DATA SHOWN Block Start
//! The in-kernel filter attached to the event socket.
//!
//! Classic BPF, evaluated per datagram before userspace is woken. The
//! program accepts a datagram only when the outer message is a plain
//! data message, the connector identity matches the process event feed,
//! and the event is a whole-process fork (`child_tgid == child_pid`) or
//! a whole-process exit (`process_tgid == process_pid`). Per-thread
//! events and all other connector traffic are dropped in the kernel.
//!
//! BPF loads are big-endian regardless of host order, so every
//! comparison constant goes through a `to_be` conversion. Jump offsets
//! are the classic off-by-one trap; they are resolved here from
//! symbolic labels and asserted during assembly.

use libc::sock_filter;

use super::{
    CN_IDX_PROC, CN_MSG_HDRLEN, CN_MSG_IDX_OFFSET, CN_MSG_VAL_OFFSET, CN_VAL_PROC,
    EVENT_DATA_OFFSET, EVENT_WHAT_OFFSET, EXIT_PROCESS_PID_OFFSET, EXIT_PROCESS_TGID_OFFSET,
    FORK_CHILD_PID_OFFSET, FORK_CHILD_TGID_OFFSET, NLMSG_HDRLEN, NLMSG_TYPE_OFFSET,
    PROC_EVENT_EXIT, PROC_EVENT_FORK,
};

#[derive(Debug, Clone, Copy, PartialEq, Eq)]
enum Label {
    /// Start of the fork checks, entered when the event is not an exit.
    ForkCheck,
    Accept,
    Drop,
}

#[derive(Debug, Clone, Copy)]
enum Target {
    /// Fall through to the next instruction.
    Next,
    To(Label),
}

enum Step {
    Insn {
        code: u16,
        jt: Target,
        jf: Target,
        k: u32,
    },
    Mark(Label),
}

fn stmt(code: u32, k: u32) -> Step {
    Step::Insn {
        code: code as u16,
        jt: Target::Next,
        jf: Target::Next,
        k,
    }
}

fn jeq(k: u32, jt: Target, jf: Target) -> Step {
    Step::Insn {
        code: (libc::BPF_JMP | libc::BPF_JEQ | libc::BPF_K) as u16,
        jt,
        jf,
        k,
    }
}

fn jeq_x(jt: Target, jf: Target) -> Step {
    Step::Insn {
        code: (libc::BPF_JMP | libc::BPF_JEQ | libc::BPF_X) as u16,
        jt,
        jf,
        k: 0,
    }
}

/// The filter program, assembled fresh for every attach.
pub(crate) fn proc_event_program() -> Vec<sock_filter> {
    use Label::{Accept, Drop, ForkCheck};
    use Target::{Next, To};

    let what_offset = (NLMSG_HDRLEN + CN_MSG_HDRLEN + EVENT_WHAT_OFFSET) as u32;
    let payload_offset = NLMSG_HDRLEN + CN_MSG_HDRLEN + EVENT_DATA_OFFSET;

    let steps = [
        // Only plain data messages; everything else dies in the kernel.
        stmt(
            libc::BPF_LD | libc::BPF_H | libc::BPF_ABS,
            NLMSG_TYPE_OFFSET as u32,
        ),
        jeq(
            u32::from((libc::NLMSG_DONE as u16).to_be()),
            Next,
            To(Drop),
        ),
        // Only the process connector's identity pair.
        stmt(
            libc::BPF_LD | libc::BPF_W | libc::BPF_ABS,
            (NLMSG_HDRLEN + CN_MSG_IDX_OFFSET) as u32,
        ),
        jeq(CN_IDX_PROC.to_be(), Next, To(Drop)),
        stmt(
            libc::BPF_LD | libc::BPF_W | libc::BPF_ABS,
            (NLMSG_HDRLEN + CN_MSG_VAL_OFFSET) as u32,
        ),
        jeq(CN_VAL_PROC.to_be(), Next, To(Drop)),
        // Exit events: accept only whole-process exits.
        stmt(libc::BPF_LD | libc::BPF_W | libc::BPF_ABS, what_offset),
        jeq(PROC_EVENT_EXIT.to_be(), Next, To(ForkCheck)),
        stmt(
            libc::BPF_LD | libc::BPF_W | libc::BPF_ABS,
            (payload_offset + EXIT_PROCESS_PID_OFFSET) as u32,
        ),
        stmt(libc::BPF_ST, 0),
        stmt(libc::BPF_LDX | libc::BPF_W | libc::BPF_MEM, 0),
        stmt(
            libc::BPF_LD | libc::BPF_W | libc::BPF_ABS,
            (payload_offset + EXIT_PROCESS_TGID_OFFSET) as u32,
        ),
        jeq_x(To(Accept), To(Drop)),
        // Fork events: accept only whole-process forks.
        Step::Mark(ForkCheck),
        stmt(libc::BPF_LD | libc::BPF_W | libc::BPF_ABS, what_offset),
        jeq(PROC_EVENT_FORK.to_be(), Next, To(Drop)),
        stmt(
            libc::BPF_LD | libc::BPF_W | libc::BPF_ABS,
            (payload_offset + FORK_CHILD_TGID_OFFSET) as u32,
        ),
        stmt(libc::BPF_ST, 0),
        stmt(libc::BPF_LDX | libc::BPF_W | libc::BPF_MEM, 0),
        stmt(
            libc::BPF_LD | libc::BPF_W | libc::BPF_ABS,
            (payload_offset + FORK_CHILD_PID_OFFSET) as u32,
        ),
        jeq_x(To(Accept), To(Drop)),
        Step::Mark(Accept),
        stmt(libc::BPF_RET | libc::BPF_K, u32::MAX),
        Step::Mark(Drop),
        stmt(libc::BPF_RET | libc::BPF_K, 0),
    ];

    assemble(&steps)
}

/// Resolves labels to relative jump offsets and emits the instruction
/// array. Panics on an unresolvable or out-of-range jump, which would
/// mean the program above is malformed.
fn assemble(steps: &[Step]) -> Vec<sock_filter> {
    let mut labels: Vec<(Label, usize)> = Vec::new();
    let mut index = 0usize;
    for step in steps {
        match step {
            Step::Mark(label) => labels.push((*label, index)),
            Step::Insn { .. } => index += 1,
        }
    }

    let resolve = |target: Target, at: usize| -> u8 {
        match target {
            Target::Next => 0,
            Target::To(label) => {
                let position = labels
                    .iter()
                    .find(|(marked, _)| *marked == label)
                    .map(|(_, position)| *position)
                    .expect("every jump target is marked");
                assert!(position > at, "backward jump in filter program");
                let delta = position - at - 1;
                assert!(delta <= usize::from(u8::MAX), "jump offset out of range");
                delta as u8
            }
        }
    };

    let mut program = Vec::with_capacity(index);
    let mut at = 0usize;
    for step in steps {
        if let Step::Insn { code, jt, jf, k } = step {
            program.push(sock_filter {
                code: *code,
                jt: resolve(*jt, at),
                jf: resolve(*jf, at),
                k: *k,
            });
            at += 1;
        }
    }
    program
}

#[cfg(test)]
mod test {
    use pretty_assertions::assert_eq;

    use super::*;

    /// The low three bits of the opcode are the instruction class.
    fn is_jump(insn: &sock_filter) -> bool {
        u32::from(insn.code) & 0x07 == libc::BPF_JMP
    }

    #[test]
    fn program_has_expected_shape() {
        let program = proc_event_program();
        assert_eq!(program.len(), 22);

        // The two terminal instructions: accept-all and drop.
        let accept = &program[20];
        assert_eq!(
            accept.code,
            (libc::BPF_RET | libc::BPF_K) as u16,
        );
        assert_eq!(accept.k, u32::MAX);
        let drop = &program[21];
        assert_eq!(drop.code, (libc::BPF_RET | libc::BPF_K) as u16);
        assert_eq!(drop.k, 0);
    }

    #[test]
    fn jump_offsets_resolve_to_the_hand_checked_table() {
        let program = proc_event_program();
        let jumps: Vec<(usize, u8, u8)> = program
            .iter()
            .enumerate()
            .filter(|(_, insn)| is_jump(insn))
            .map(|(index, insn)| (index, insn.jt, insn.jf))
            .collect();
        assert_eq!(
            jumps,
            vec![
                (1, 0, 19),  // not NLMSG_DONE -> drop
                (3, 0, 17),  // wrong connector idx -> drop
                (5, 0, 15),  // wrong connector val -> drop
                (7, 0, 5),   // not an exit -> fork checks
                (12, 7, 8),  // exit tgid==pid -> accept, else drop
                (14, 0, 6),  // not a fork either -> drop
                (19, 0, 1),  // fork tgid==pid -> accept, else drop
            ]
        );
    }

    #[test]
    fn every_jump_lands_inside_the_program() {
        let program = proc_event_program();
        for (index, insn) in program.iter().enumerate() {
            if is_jump(insn) {
                assert!(index + 1 + usize::from(insn.jt) < program.len());
                assert!(index + 1 + usize::from(insn.jf) < program.len());
            }
        }
    }

    #[test]
    fn loads_point_at_the_event_fields() {
        let program = proc_event_program();
        // nlmsg_type, connector idx/val, then proc_event.what for both
        // branches.
        assert_eq!(program[0].k, 4);
        assert_eq!(program[2].k, 16);
        assert_eq!(program[4].k, 20);
        assert_eq!(program[6].k, 36);
        assert_eq!(program[14].k, 36);
        // exit: process_pid then process_tgid.
        assert_eq!(program[8].k, 52);
        assert_eq!(program[11].k, 56);
        // fork: child_tgid then child_pid.
        assert_eq!(program[16].k, 64);
        assert_eq!(program[18].k, 60);
    }
}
DATA SHOWN Block End
**YOUR INSTRUCTIONS**. Copy out the entries exactly. Begin at the first line and end with the line that has "order, so every".

**ANSWER AREA**.
//! The in-kernel filter attached to the event socket.
//!
//! Classic BPF, evaluated per datagram before userspace is woken. The
//! program accepts a datagram only when the outer message is a plain
//! data message, the connector identity matches the process event feed,
//! and the event is a whole-process fork (`child_tgid == child_pid`) or
//! a whole-process exit (`process_tgid == process_pid`). Per-thread
//! events and all other connector traffic are dropped in the kernel.
//!
//! BPF loads are big-endian regardless of host order, so every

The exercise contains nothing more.